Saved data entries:
---

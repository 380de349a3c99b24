//! Relevance scoring: local keyword-overlap heuristic, never model-provided.
//!
//! Keywords come from the student's interests: lowercased, split on commas
//! and whitespace. A keyword counts as matched when it appears anywhere in
//! the lowercased text as a substring, so short keywords over-match
//! ("ai" is found inside "against"). That behaviour is kept on purpose.

use crate::mentors::models::MentorRecord;

/// Splits free-text interests into lowercase keywords. Empty fragments
/// produced by repeated separators are dropped.
pub fn extract_keywords(interests: &str) -> Vec<String> {
    interests
        .to_lowercase()
        .split(|c: char| c == ',' || c.is_whitespace())
        .filter(|k| !k.is_empty())
        .map(str::to_string)
        .collect()
}

/// Fraction of `keywords` found in `text`, in [0, 1]. No keywords scores 0.
pub fn relevance_score(text: &str, keywords: &[String]) -> f64 {
    if keywords.is_empty() {
        return 0.0;
    }

    let text_lower = text.to_lowercase();
    let matches = keywords
        .iter()
        .filter(|k| text_lower.contains(k.as_str()))
        .count();

    matches as f64 / keywords.len() as f64
}

/// Scores a mentor's expertise and research summary against the interests.
pub fn mentor_relevance(mentor: &MentorRecord, interests: &str) -> f64 {
    let text = format!(
        "{} {}",
        mentor.expertise.join(" "),
        mentor.research_summary.as_deref().unwrap_or("")
    );
    relevance_score(&text, &extract_keywords(interests))
}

---

Count the lines of the data that hold the string "MentorRecord", and give that number as the entire reply.

2